Ich nickte. Mittlerweile wusste ich, dass wir uns in Karlsruhe befanden, und die Ungewissheit über unseren nächsten Aufenthaltsort machte mir ein mulmiges Gefühl. Trotzdem war ich dankbar, dass sie so schnell gehandelt hatten. Es fühlte sich an, als wäre das Netz um uns immer enger geworden, und der Gedanke, Benjamin in Sicherheit zu bringen, gab mir etwas Ruhe.
„Wir werden in einem Rettungswagen mitfahren, begleitet von Gustav und einem weiteren Personenschützer namens Otto,“ fuhr Frau Grünwald fort. „Der AirTag, den wir in Benjamins Schulter gefunden haben, wurde in einem anderm Fahrzeug ohne Fenster aus der Notaufnahme herausgebracht. Unser Ziel ist es, die Täter in eine Falle zu locken.“
Ein leises Zittern lief mir über den Rücken bei dem Gedanken, dass sie uns vielleicht schon ganz nah gewesen waren.
Ich sah zu Benjamin, der immer noch schlief. Das er seinen Daumen wieder im Mund hatte ließ mich ein wenig schmunzeln, auch wenn ich wusste das es ein Zeichen von der Suche nach Trost und Geborgenheit ist. Er sah so friedlich aus, so unschuldig. Und in diesem Moment wurde mir klar, wie sehr ich alles tun würde, um ihn zu beschützen. „Wann brechen wir auf?“ fragte ich leise.
„Sobald er wach ist,“ antwortete Gustav. „Wir wollen ihn nicht überstürzen, aber wir dürfen auch keine Zeit verlieren.“
Ich legte eine Hand sanft auf Benjamins Stirn und strich ihm über die Haare. „Es wird alles gut, mein Kleiner,“ flüsterte ich, mehr zu mir selbst als zu ihm.

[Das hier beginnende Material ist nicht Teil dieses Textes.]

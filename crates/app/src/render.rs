//! Plain-text rendering of quiz state and results. Nothing here mutates state.

use std::fmt::Write as _;

use quiz_core::model::{Carousel, ProgressReport, QuizSession, StudyCard, UserProfile};
use services::AttemptSummary;

const NO_SELECTION: &str = "—";
const UNKNOWN_DATE: &str = "????-??-?? ??:??";

#[must_use]
pub fn question(session: &QuizSession) -> String {
    let progress = session.progress();
    let current = session.current_question();
    let selected = session.answer_for(session.cursor());

    let mut out = String::new();
    let _ = writeln!(out, "Question {} / {}", progress.position, progress.total);
    let _ = writeln!(out, "{}", current.prompt);
    for (index, option) in current.options.iter().enumerate() {
        let marker = if selected == Some(index) { "*" } else { " " };
        let _ = writeln!(out, " {marker} {}) {option}", index + 1);
    }
    let _ = write!(out, "[{} of {} answered]", progress.answered, progress.total);
    out
}

#[must_use]
pub fn result(summary: &AttemptSummary) -> String {
    let result = &summary.result;
    let mut out = String::new();
    let _ = writeln!(
        out,
        "Your score: {} / {} ({}%)",
        result.correct,
        result.total,
        result.percent()
    );
    for line in &result.per_question {
        let _ = writeln!(out);
        let _ = writeln!(out, "{}", line.prompt);
        let _ = writeln!(
            out,
            "  Selected: {}",
            line.selected_option_text.as_deref().unwrap_or(NO_SELECTION)
        );
        let _ = writeln!(out, "  Answer:   {}", line.correct_option_text);
        let _ = writeln!(out, "  {}", if line.is_correct { "Correct" } else { "Wrong" });
    }
    let elapsed = summary.submitted_at - summary.started_at;
    let _ = write!(out, "\nTime: {}s", elapsed.num_seconds().max(0));
    out
}

#[must_use]
pub fn card_list(cards: &[StudyCard]) -> String {
    if cards.is_empty() {
        return "No cards".to_string();
    }
    let mut out = String::new();
    for (index, card) in cards.iter().enumerate() {
        let star = if card.favorited { " ♥" } else { "" };
        let saved = if card.is_saved() { "" } else { " (unsaved)" };
        let _ = writeln!(out, "{:>3}. {}{star}{saved}", index + 1, card.prompt);
        let _ = writeln!(out, "     {}", card.answer);
    }
    out.trim_end().to_string()
}

/// One card of the browse view, front and back, with its carousel position.
#[must_use]
pub fn card(cards: &[StudyCard], carousel: &Carousel, show_back: bool) -> String {
    let (Some((position, total)), Some(card)) = (carousel.position(), cards.get(carousel.center()))
    else {
        return "No cards".to_string();
    };
    let side = if show_back { &card.answer } else { &card.prompt };
    let heart = if card.favorited { "♥ Favorited" } else { "♡ Favorite" };
    format!("Card {position} of {total}  {heart}\n{side}")
}

#[must_use]
pub fn progress(report: Option<&ProgressReport>) -> String {
    let Some(report) = report else {
        return "No progress yet".to_string();
    };
    let mut out = String::new();
    let _ = writeln!(out, "Total reviewed:  {}", report.total_reviewed);
    let _ = write!(out, "Correct answers: {}", report.correct_answers);
    if !report.has_history() {
        let _ = write!(out, "\nNo dated sessions yet");
        return out;
    }
    for entry in report.entries_newest_first() {
        let date = entry.date.map_or_else(
            || UNKNOWN_DATE.to_string(),
            |at| at.format("%Y-%m-%d %H:%M").to_string(),
        );
        let _ = write!(out, "\n{date}  correct {} of {}", entry.correct, entry.total);
    }
    out
}

#[must_use]
pub fn greeting(user: Option<&UserProfile>) -> String {
    match user {
        Some(user) => format!("Signed in. Hello, {}!", user.display_name()),
        None => "Not signed in.".to_string(),
    }
}
use std::sync::Arc;

use storage::repository::Storage;

use crate::Clock;
use crate::api::HttpApi;
use crate::auth_service::AuthService;
use crate::card_service::CardLibraryService;
use crate::card_source::CardSourceService;
use crate::config::ApiConfig;
use crate::error::AppServicesError;
use crate::progress_service::ProgressService;
use crate::quiz_service::QuizService;

/// Assembles app-facing services over one HTTP client and one local cache.
#[derive(Clone)]
pub struct AppServices {
    auth: Arc<AuthService>,
    library: Arc<CardLibraryService>,
    quizzes: Arc<QuizService>,
    progress: Arc<ProgressService>,
}

impl AppServices {
    /// Build services backed by `SQLite` storage.
    ///
    /// # Errors
    ///
    /// Returns `AppServicesError` if storage or the HTTP client cannot be initialized.
    pub async fn new_sqlite(
        db_url: &str,
        clock: Clock,
        config: ApiConfig,
    ) -> Result<Self, AppServicesError> {
        let storage = Storage::sqlite(db_url).await?;
        Self::new(&storage, clock, config)
    }

    /// Build services over an existing storage bundle.
    ///
    /// # Errors
    ///
    /// Returns `AppServicesError::Api` if the HTTP client cannot be built.
    pub fn new(
        storage: &Storage,
        clock: Clock,
        config: ApiConfig,
    ) -> Result<Self, AppServicesError> {
        let default_count = config.default_question_count;
        let api = Arc::new(HttpApi::new(config)?);
        let cache = storage.cache.clone();

        let auth = Arc::new(AuthService::new(api.clone(), cache.clone()));
        let library = Arc::new(CardLibraryService::new(api.clone(), cache.clone()));
        let source = CardSourceService::new(api.clone(), cache.clone());
        let quizzes = Arc::new(QuizService::new(
            clock,
            source,
            api.clone(),
            cache.clone(),
            default_count,
        ));
        let progress = Arc::new(ProgressService::new(api, cache));

        Ok(Self {
            auth,
            library,
            quizzes,
            progress,
        })
    }

    #[must_use]
    pub fn auth(&self) -> Arc<AuthService> {
        Arc::clone(&self.auth)
    }

    #[must_use]
    pub fn library(&self) -> Arc<CardLibraryService> {
        Arc::clone(&self.library)
    }

    #[must_use]
    pub fn quizzes(&self) -> Arc<QuizService> {
        Arc::clone(&self.quizzes)
    }

    #[must_use]
    pub fn progress(&self) -> Arc<ProgressService> {
        Arc::clone(&self.progress)
    }
}
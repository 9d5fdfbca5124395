use std::sync::Arc;

use quiz_core::model::UserProfile;
use storage::LocalCache;
use tracing::{info, instrument};

use crate::api::{AuthApi, Credentials, Registration};
use crate::error::AuthError;

/// Sign-in state: exchanges credentials for a token and keeps it in the local cache.
#[derive(Clone)]
pub struct AuthService {
    api: Arc<dyn AuthApi>,
    cache: LocalCache,
}

impl AuthService {
    #[must_use]
    pub fn new(api: Arc<dyn AuthApi>, cache: LocalCache) -> Self {
        Self { api, cache }
    }

    /// Sign in and remember the token and profile.
    ///
    /// # Errors
    ///
    /// Returns `AuthError::MissingCredentials` for blank input, otherwise API or storage errors.
    #[instrument(skip(self, password))]
    pub async fn login(&self, email: &str, password: &str) -> Result<UserProfile, AuthError> {
        let credentials = Credentials {
            email: required(email)?,
            password: required(password)?,
        };
        let session = self.api.login(&credentials).await?;
        self.cache.store_login(&session.token, &session.user).await?;
        info!("signed in");
        Ok(session.user)
    }

    /// Create an account. Does not sign in.
    ///
    /// # Errors
    ///
    /// Returns `AuthError::MissingCredentials` for blank input, otherwise API errors.
    #[instrument(skip(self, password))]
    pub async fn register(&self, name: &str, email: &str, password: &str) -> Result<(), AuthError> {
        let registration = Registration {
            name: name.trim().to_owned(),
            email: required(email)?,
            password: required(password)?,
        };
        self.api.register(&registration).await?;
        info!("account created");
        Ok(())
    }

    /// # Errors
    ///
    /// Returns `AuthError::Storage` if the cache cannot be cleared.
    pub async fn logout(&self) -> Result<(), AuthError> {
        self.cache.clear_login().await?;
        info!("signed out");
        Ok(())
    }

    /// # Errors
    ///
    /// Returns `AuthError::Storage` if the cached profile is unreadable.
    pub async fn current_user(&self) -> Result<Option<UserProfile>, AuthError> {
        Ok(self.cache.user().await?)
    }

    /// # Errors
    ///
    /// Returns `AuthError::NotLoggedIn` when no token is cached.
    pub async fn require_token(&self) -> Result<String, AuthError> {
        require_token(&self.cache).await
    }
}

pub(crate) async fn require_token(cache: &LocalCache) -> Result<String, AuthError> {
    cache.token().await?.ok_or(AuthError::NotLoggedIn)
}

fn required(value: &str) -> Result<String, AuthError> {
    let trimmed = value.trim();
    if trimmed.is_empty() {
        return Err(AuthError::MissingCredentials);
    }
    Ok(trimmed.to_owned())
}
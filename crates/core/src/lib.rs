//! Domain types for the flashcard quiz client: generated questions, the
//! quiz session state machine, scoring, and the card/source rules around it.

#![forbid(unsafe_code)]

pub mod model;
pub mod time;

pub use time::Clock;
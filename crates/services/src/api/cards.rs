use async_trait::async_trait;
use serde::{Deserialize, Serialize};
use tracing::{debug, instrument};

use quiz_core::model::{CardDraft, CardId, StudyCard};

use super::{FlashcardApi, GenerateCardsRequest, HttpApi, SaveManyResponse, check};
use crate::error::ApiError;

#[derive(Serialize)]
struct SaveManyRequest<'a> {
    cards: &'a [CardDraft],
}

#[derive(Deserialize)]
struct FavoriteResponse {
    favorited: bool,
}

#[async_trait]
impl FlashcardApi for HttpApi {
    #[instrument(skip_all)]
    async fn list_cards(&self, token: &str) -> Result<Vec<StudyCard>, ApiError> {
        let request = self.client.get(self.api_url("/api/flashcards"));
        let response = self.authorized(request, token).send().await?;
        let cards: Vec<StudyCard> = check(response).await?.json().await?;
        debug!(count = cards.len(), "fetched saved cards");
        Ok(cards)
    }

    #[instrument(skip_all, fields(language = %request.language))]
    async fn generate_cards(
        &self,
        token: &str,
        request: &GenerateCardsRequest,
    ) -> Result<Vec<StudyCard>, ApiError> {
        let builder = self
            .client
            .post(self.api_url("/api/flashcards/generate"))
            .json(request);
        let response = self.authorized(builder, token).send().await?;
        Ok(check(response).await?.json().await?)
    }

    #[instrument(skip_all, fields(count = drafts.len()))]
    async fn save_many(
        &self,
        token: &str,
        drafts: &[CardDraft],
    ) -> Result<SaveManyResponse, ApiError> {
        let builder = self
            .client
            .post(self.api_url("/api/flashcards/saveMany"))
            .json(&SaveManyRequest { cards: drafts });
        let response = self.authorized(builder, token).send().await?;
        Ok(check(response).await?.json().await?)
    }

    #[instrument(skip_all, fields(card = %id))]
    async fn toggle_favorite(&self, token: &str, id: &CardId) -> Result<bool, ApiError> {
        let url = self.api_url(&format!("/api/flashcards/{id}/favorite"));
        let response = self.authorized(self.client.patch(url), token).send().await?;
        let body: FavoriteResponse = check(response).await?.json().await?;
        Ok(body.favorited)
    }
}
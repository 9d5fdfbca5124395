use async_trait::async_trait;
use serde::{Deserialize, Serialize};
use tracing::{debug, instrument};

use quiz_core::model::{Question, StudyCard};

use super::{HttpApi, QuizGenerator, check};
use crate::error::ApiError;

#[derive(Serialize)]
#[serde(rename_all = "camelCase")]
struct GenerateQuizRequest<'a> {
    cards: &'a [StudyCard],
    num_questions: u32,
}

#[derive(Deserialize)]
struct GenerateQuizResponse {
    #[serde(default)]
    quiz: Vec<Question>,
}

#[async_trait]
impl QuizGenerator for HttpApi {
    #[instrument(skip_all, fields(cards = cards.len(), count = count))]
    async fn generate_quiz(
        &self,
        token: &str,
        cards: &[StudyCard],
        count: u32,
    ) -> Result<Vec<Question>, ApiError> {
        let builder = self
            .client
            .post(self.quiz_url("/api/quiz/generate"))
            .json(&GenerateQuizRequest {
                cards,
                num_questions: count,
            });
        let response = self.authorized(builder, token).send().await?;
        let body: GenerateQuizResponse = check(response).await?.json().await?;
        debug!(questions = body.quiz.len(), "quiz generated");
        Ok(body.quiz)
    }
}

#[cfg(test)]
mod tests {
    use super::*;
    use crate::config::ApiConfig;
    use quiz_core::model::{QuizError, QuizSession};
    use wiremock::matchers::{body_json, method, path};
    use wiremock::{Mock, MockServer, ResponseTemplate};

    #[tokio::test]
    async fn posts_cards_and_count() {
        let server = MockServer::start().await;
        Mock::given(method("POST"))
            .and(path("/api/quiz/generate"))
            .and(body_json(serde_json::json!({
                "cards": [{"question": "2+2?", "answer": "4", "favorited": false}],
                "numQuestions": 3
            })))
            .respond_with(ResponseTemplate::new(200).set_body_json(serde_json::json!({
                "quiz": [
                    {"id": "q1", "question": "2+2?", "options": ["3", "4", "5"], "answerIndex": 1}
                ]
            })))
            .mount(&server)
            .await;

        let api = HttpApi::new(ApiConfig::single_host(server.uri())).unwrap();
        let quiz = api
            .generate_quiz("tok", &[StudyCard::new("2+2?", "4")], 3)
            .await
            .unwrap();
        assert_eq!(quiz.len(), 1);
        assert_eq!(quiz[0].correct_option(), Some("4"));
    }

    #[tokio::test]
    async fn missing_quiz_field_is_empty() {
        let server = MockServer::start().await;
        Mock::given(method("POST"))
            .and(path("/api/quiz/generate"))
            .respond_with(ResponseTemplate::new(200).set_body_json(serde_json::json!({})))
            .mount(&server)
            .await;

        let api = HttpApi::new(ApiConfig::single_host(server.uri())).unwrap();
        let quiz = api.generate_quiz("tok", &[], 5).await.unwrap();
        assert!(quiz.is_empty());
    }

    #[tokio::test]
    async fn question_without_options_reaches_session_validation() {
        let server = MockServer::start().await;
        Mock::given(method("POST"))
            .and(path("/api/quiz/generate"))
            .respond_with(ResponseTemplate::new(200).set_body_json(serde_json::json!({
                "quiz": [{"question": "2+2?", "answerIndex": 0}]
            })))
            .mount(&server)
            .await;

        let api = HttpApi::new(ApiConfig::single_host(server.uri())).unwrap();
        let quiz = api.generate_quiz("tok", &[], 5).await.unwrap();
        assert_eq!(
            QuizSession::new(quiz).unwrap_err(),
            QuizError::TooFewOptions { question: 0, len: 0 }
        );
    }

    #[tokio::test]
    async fn generation_failure_carries_body_text() {
        let server = MockServer::start().await;
        Mock::given(method("POST"))
            .and(path("/api/quiz/generate"))
            .respond_with(ResponseTemplate::new(500).set_body_string("model overloaded"))
            .mount(&server)
            .await;

        let api = HttpApi::new(ApiConfig::single_host(server.uri())).unwrap();
        let err = api.generate_quiz("tok", &[], 5).await.unwrap_err();
        assert!(err.to_string().contains("model overloaded"));
    }
}
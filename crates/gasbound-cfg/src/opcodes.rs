// SPDX-License-Identifier: AGPL-3.0

//! EVM opcode table

use lazy_static::lazy_static;
use std::collections::HashMap;

pub const OP_STOP: u8 = 0x00;
pub const OP_ADD: u8 = 0x01;
pub const OP_MUL: u8 = 0x02;
pub const OP_SUB: u8 = 0x03;
pub const OP_DIV: u8 = 0x04;
pub const OP_SDIV: u8 = 0x05;
pub const OP_MOD: u8 = 0x06;
pub const OP_SMOD: u8 = 0x07;
pub const OP_ADDMOD: u8 = 0x08;
pub const OP_MULMOD: u8 = 0x09;
pub const OP_EXP: u8 = 0x0a;
pub const OP_SIGNEXTEND: u8 = 0x0b;
pub const OP_LT: u8 = 0x10;
pub const OP_GT: u8 = 0x11;
pub const OP_SLT: u8 = 0x12;
pub const OP_SGT: u8 = 0x13;
pub const OP_EQ: u8 = 0x14;
pub const OP_ISZERO: u8 = 0x15;
pub const OP_AND: u8 = 0x16;
pub const OP_OR: u8 = 0x17;
pub const OP_XOR: u8 = 0x18;
pub const OP_NOT: u8 = 0x19;
pub const OP_BYTE: u8 = 0x1a;
pub const OP_SHL: u8 = 0x1b;
pub const OP_SHR: u8 = 0x1c;
pub const OP_SAR: u8 = 0x1d;
pub const OP_SHA3: u8 = 0x20;
pub const OP_ADDRESS: u8 = 0x30;
pub const OP_BALANCE: u8 = 0x31;
pub const OP_ORIGIN: u8 = 0x32;
pub const OP_CALLER: u8 = 0x33;
pub const OP_CALLVALUE: u8 = 0x34;
pub const OP_CALLDATALOAD: u8 = 0x35;
pub const OP_CALLDATASIZE: u8 = 0x36;
pub const OP_CALLDATACOPY: u8 = 0x37;
pub const OP_CODESIZE: u8 = 0x38;
pub const OP_CODECOPY: u8 = 0x39;
pub const OP_GASPRICE: u8 = 0x3a;
pub const OP_EXTCODESIZE: u8 = 0x3b;
pub const OP_EXTCODECOPY: u8 = 0x3c;
pub const OP_RETURNDATASIZE: u8 = 0x3d;
pub const OP_RETURNDATACOPY: u8 = 0x3e;
pub const OP_EXTCODEHASH: u8 = 0x3f;
pub const OP_BLOCKHASH: u8 = 0x40;
pub const OP_COINBASE: u8 = 0x41;
pub const OP_TIMESTAMP: u8 = 0x42;
pub const OP_NUMBER: u8 = 0x43;
pub const OP_DIFFICULTY: u8 = 0x44;
pub const OP_GASLIMIT: u8 = 0x45;
pub const OP_CHAINID: u8 = 0x46;
pub const OP_SELFBALANCE: u8 = 0x47;
pub const OP_BASEFEE: u8 = 0x48;
pub const OP_POP: u8 = 0x50;
pub const OP_MLOAD: u8 = 0x51;
pub const OP_MSTORE: u8 = 0x52;
pub const OP_MSTORE8: u8 = 0x53;
pub const OP_SLOAD: u8 = 0x54;
pub const OP_SSTORE: u8 = 0x55;
pub const OP_JUMP: u8 = 0x56;
pub const OP_JUMPI: u8 = 0x57;
pub const OP_PC: u8 = 0x58;
pub const OP_MSIZE: u8 = 0x59;
pub const OP_GAS: u8 = 0x5a;
pub const OP_JUMPDEST: u8 = 0x5b;
pub const OP_PUSH0: u8 = 0x5f;
pub const OP_PUSH1: u8 = 0x60;
pub const OP_PUSH32: u8 = 0x7f;
pub const OP_DUP1: u8 = 0x80;
pub const OP_DUP16: u8 = 0x8f;
pub const OP_SWAP1: u8 = 0x90;
pub const OP_SWAP16: u8 = 0x9f;
pub const OP_LOG0: u8 = 0xa0;
pub const OP_LOG4: u8 = 0xa4;
pub const OP_CREATE: u8 = 0xf0;
pub const OP_CALL: u8 = 0xf1;
pub const OP_CALLCODE: u8 = 0xf2;
pub const OP_RETURN: u8 = 0xf3;
pub const OP_DELEGATECALL: u8 = 0xf4;
pub const OP_CREATE2: u8 = 0xf5;
pub const OP_STATICCALL: u8 = 0xfa;
pub const OP_REVERT: u8 = 0xfd;
pub const OP_INVALID: u8 = 0xfe;
pub const OP_SELFDESTRUCT: u8 = 0xff;

// Opcode groups
pub const HALTING_OPCODES: &[u8] = &[OP_STOP, OP_RETURN, OP_REVERT, OP_INVALID, OP_SELFDESTRUCT];

/// Returns the mnemonic for an opcode
pub fn mnemonic(opcode: u8) -> String {
    let name = match opcode {
        OP_STOP => "STOP",
        OP_ADD => "ADD",
        OP_MUL => "MUL",
        OP_SUB => "SUB",
        OP_DIV => "DIV",
        OP_SDIV => "SDIV",
        OP_MOD => "MOD",
        OP_SMOD => "SMOD",
        OP_ADDMOD => "ADDMOD",
        OP_MULMOD => "MULMOD",
        OP_EXP => "EXP",
        OP_SIGNEXTEND => "SIGNEXTEND",
        OP_LT => "LT",
        OP_GT => "GT",
        OP_SLT => "SLT",
        OP_SGT => "SGT",
        OP_EQ => "EQ",
        OP_ISZERO => "ISZERO",
        OP_AND => "AND",
        OP_OR => "OR",
        OP_XOR => "XOR",
        OP_NOT => "NOT",
        OP_BYTE => "BYTE",
        OP_SHL => "SHL",
        OP_SHR => "SHR",
        OP_SAR => "SAR",
        OP_SHA3 => "SHA3",
        OP_ADDRESS => "ADDRESS",
        OP_BALANCE => "BALANCE",
        OP_ORIGIN => "ORIGIN",
        OP_CALLER => "CALLER",
        OP_CALLVALUE => "CALLVALUE",
        OP_CALLDATALOAD => "CALLDATALOAD",
        OP_CALLDATASIZE => "CALLDATASIZE",
        OP_CALLDATACOPY => "CALLDATACOPY",
        OP_CODESIZE => "CODESIZE",
        OP_CODECOPY => "CODECOPY",
        OP_GASPRICE => "GASPRICE",
        OP_EXTCODESIZE => "EXTCODESIZE",
        OP_EXTCODECOPY => "EXTCODECOPY",
        OP_RETURNDATASIZE => "RETURNDATASIZE",
        OP_RETURNDATACOPY => "RETURNDATACOPY",
        OP_EXTCODEHASH => "EXTCODEHASH",
        OP_BLOCKHASH => "BLOCKHASH",
        OP_COINBASE => "COINBASE",
        OP_TIMESTAMP => "TIMESTAMP",
        OP_NUMBER => "NUMBER",
        OP_DIFFICULTY => "DIFFICULTY",
        OP_GASLIMIT => "GASLIMIT",
        OP_CHAINID => "CHAINID",
        OP_SELFBALANCE => "SELFBALANCE",
        OP_BASEFEE => "BASEFEE",
        OP_POP => "POP",
        OP_MLOAD => "MLOAD",
        OP_MSTORE => "MSTORE",
        OP_MSTORE8 => "MSTORE8",
        OP_SLOAD => "SLOAD",
        OP_SSTORE => "SSTORE",
        OP_JUMP => "JUMP",
        OP_JUMPI => "JUMPI",
        OP_PC => "PC",
        OP_MSIZE => "MSIZE",
        OP_GAS => "GAS",
        OP_JUMPDEST => "JUMPDEST",
        OP_PUSH0 => "PUSH0",
        OP_PUSH1..=OP_PUSH32 => return format!("PUSH{}", opcode - OP_PUSH0),
        OP_DUP1..=OP_DUP16 => return format!("DUP{}", opcode - OP_DUP1 + 1),
        OP_SWAP1..=OP_SWAP16 => return format!("SWAP{}", opcode - OP_SWAP1 + 1),
        OP_LOG0..=OP_LOG4 => return format!("LOG{}", opcode - OP_LOG0),
        OP_CREATE => "CREATE",
        OP_CALL => "CALL",
        OP_CALLCODE => "CALLCODE",
        OP_RETURN => "RETURN",
        OP_DELEGATECALL => "DELEGATECALL",
        OP_CREATE2 => "CREATE2",
        OP_STATICCALL => "STATICCALL",
        OP_REVERT => "REVERT",
        OP_INVALID => "INVALID",
        OP_SELFDESTRUCT => "SELFDESTRUCT",
        _ => return format!("UNKNOWN_0x{:02x}", opcode),
    };
    name.to_string()
}

lazy_static! {
    static ref MNEMONIC_TO_OPCODE: HashMap<String, u8> = {
        let mut table = HashMap::new();
        for opcode in 0..=u8::MAX {
            let name = mnemonic(opcode);
            if !name.starts_with("UNKNOWN") {
                table.insert(name, opcode);
            }
        }
        // Aliases emitted by newer compilers
        table.insert("KECCAK256".to_string(), OP_SHA3);
        table.insert("PREVRANDAO".to_string(), OP_DIFFICULTY);
        table
    };
}

/// Reverse of [`mnemonic`]; also accepts `KECCAK256` and `PREVRANDAO`
pub fn opcode_from_mnemonic(name: &str) -> Option<u8> {
    MNEMONIC_TO_OPCODE.get(&name.to_ascii_uppercase()).copied()
}

pub fn is_known(opcode: u8) -> bool {
    !mnemonic(opcode).starts_with("UNKNOWN")
}

pub fn is_push(opcode: u8) -> bool {
    (OP_PUSH0..=OP_PUSH32).contains(&opcode)
}

/// Number of immediate bytes following the opcode
pub fn push_size(opcode: u8) -> usize {
    if (OP_PUSH1..=OP_PUSH32).contains(&opcode) {
        (opcode - OP_PUSH0) as usize
    } else {
        0
    }
}

/// Returns the length of an instruction with the given opcode
pub fn insn_len(opcode: u8) -> usize {
    1 + push_size(opcode)
}

pub fn is_halting(opcode: u8) -> bool {
    HALTING_OPCODES.contains(&opcode) || !is_known(opcode)
}

/// Whether the opcode ends a basic block
pub fn ends_block(opcode: u8) -> bool {
    opcode == OP_JUMP || opcode == OP_JUMPI || is_halting(opcode)
}

/// Stack items consumed and produced
pub fn stack_arity(opcode: u8) -> (usize, usize) {
    match opcode {
        OP_STOP | OP_JUMPDEST | OP_INVALID => (0, 0),
        OP_ADD | OP_MUL | OP_SUB | OP_DIV | OP_SDIV | OP_MOD | OP_SMOD | OP_EXP
        | OP_SIGNEXTEND | OP_LT | OP_GT | OP_SLT | OP_SGT | OP_EQ | OP_AND | OP_OR | OP_XOR
        | OP_BYTE | OP_SHL | OP_SHR | OP_SAR | OP_SHA3 => (2, 1),
        OP_ADDMOD | OP_MULMOD => (3, 1),
        OP_ISZERO | OP_NOT | OP_BALANCE | OP_CALLDATALOAD | OP_EXTCODESIZE | OP_EXTCODEHASH
        | OP_BLOCKHASH | OP_MLOAD | OP_SLOAD => (1, 1),
        OP_ADDRESS | OP_ORIGIN | OP_CALLER | OP_CALLVALUE | OP_CALLDATASIZE | OP_CODESIZE
        | OP_GASPRICE | OP_RETURNDATASIZE | OP_COINBASE | OP_TIMESTAMP | OP_NUMBER
        | OP_DIFFICULTY | OP_GASLIMIT | OP_CHAINID | OP_SELFBALANCE | OP_BASEFEE | OP_PC
        | OP_MSIZE | OP_GAS => (0, 1),
        OP_CALLDATACOPY | OP_CODECOPY | OP_RETURNDATACOPY => (3, 0),
        OP_EXTCODECOPY => (4, 0),
        OP_POP | OP_JUMP | OP_SELFDESTRUCT => (1, 0),
        OP_MSTORE | OP_MSTORE8 | OP_SSTORE | OP_JUMPI | OP_RETURN | OP_REVERT => (2, 0),
        OP_PUSH0..=OP_PUSH32 => (0, 1),
        OP_DUP1..=OP_DUP16 => {
            let n = (opcode - OP_DUP1 + 1) as usize;
            (n, n + 1)
        }
        OP_SWAP1..=OP_SWAP16 => {
            let n = (opcode - OP_SWAP1 + 2) as usize;
            (n, n)
        }
        OP_LOG0..=OP_LOG4 => (2 + (opcode - OP_LOG0) as usize, 0),
        OP_CREATE => (3, 1),
        OP_CREATE2 => (4, 1),
        OP_CALL | OP_CALLCODE => (7, 1),
        OP_DELEGATECALL | OP_STATICCALL => (6, 1),
        _ => (0, 0),
    }
}

#[cfg(test)]
mod tests {
    use super::*;

    #[test]
    fn test_insn_len() {
        assert_eq!(insn_len(OP_STOP), 1);
        assert_eq!(insn_len(OP_PUSH0), 1);
        assert_eq!(insn_len(OP_PUSH1), 2);
        assert_eq!(insn_len(OP_PUSH32), 33);
    }

    #[test]
    fn test_mnemonic_roundtrip() {
        for opcode in 0..=u8::MAX {
            if is_known(opcode) {
                assert_eq!(opcode_from_mnemonic(&mnemonic(opcode)), Some(opcode));
            }
        }
    }

    #[test]
    fn test_aliases() {
        assert_eq!(opcode_from_mnemonic("KECCAK256"), Some(OP_SHA3));
        assert_eq!(opcode_from_mnemonic("push2"), Some(OP_PUSH1 + 1));
        assert_eq!(opcode_from_mnemonic("BOGUS"), None);
    }

    #[test]
    fn test_stack_arity() {
        assert_eq!(stack_arity(OP_ADD), (2, 1));
        assert_eq!(stack_arity(OP_DUP1), (1, 2));
        assert_eq!(stack_arity(OP_SWAP1), (2, 2));
        assert_eq!(stack_arity(OP_LOG0 + 2), (4, 0));
        assert_eq!(stack_arity(OP_CALL), (7, 1));
    }

    #[test]
    fn test_block_enders() {
        assert!(ends_block(OP_JUMP));
        assert!(ends_block(OP_JUMPI));
        assert!(ends_block(OP_REVERT));
        assert!(ends_block(0x0c));
        assert!(!ends_block(OP_JUMPDEST));
        assert!(!ends_block(OP_ADD));
    }
}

Ich weckte ihn Sanft und nahm ihn vorsichtig auf den Arm, ich spürte sein kleines, warmes Gesicht an meiner Schulter. Er war so erschöpft, und ich wusste, dass diese Momente für ihn alles bedeutete.
Als ich ihn frisch gemacht und ihm seine Kleidung wieder angezogen hatte, konnte ich sehen, wie sehr ihn all das mitgenommen hatte. Seine Augen fielen immer wieder zu, und es war klar, dass er es nicht alleine schaffen würde, wach zu bleiben.
„Komm her, mein Schatz,“ flüsterte ich, als ich ihn vorsichtig wieder hochnahm. Sofort legte er seinen Kopf an meine Schulter, seine Atmung wurde ruhiger, und ich konnte spüren, wie er sich langsam entspannte. Ich hielt ihn fest, spürte sein kleines Herz gegen meine Brust schlagen, während wir den Flur entlang gingen.
Während ich ihn trug, war mir bewusst, wie viel Gewicht gerade auf meinen Schultern lag, und das meine ich nicht im wörtlichen Sinne. Benni vertraut mir so sehr, er verlässt sich auf mich. Jeder Schritt, den ich tat, tat ich für ihn. Thomas ging neben mir, und Gustav führte uns, aber das alles war irgendwie weit weg. Mein Fokus war auf dem kleinen Jungen in meinen Armen, der gerade in meiner Umarmung zur Ruhe kam.
Ich spürte, wie seine kleinen Hände an meinem Shirt zogen, als ob er sicherstellen wollte, dass ich ihn nicht loslasse. Ich hielt ihn noch fester und strich ihm sanft über den Rücken. „Alles gut, mein Schatz,“ flüsterte ich ihm ins Ohr. „Ich bin hier, du musst dir keine Sorgen machen.“ Er murmelte etwas im Schlaf, vielleicht ein halber Gedanke, bevor er wieder tief in seinen Traum versank.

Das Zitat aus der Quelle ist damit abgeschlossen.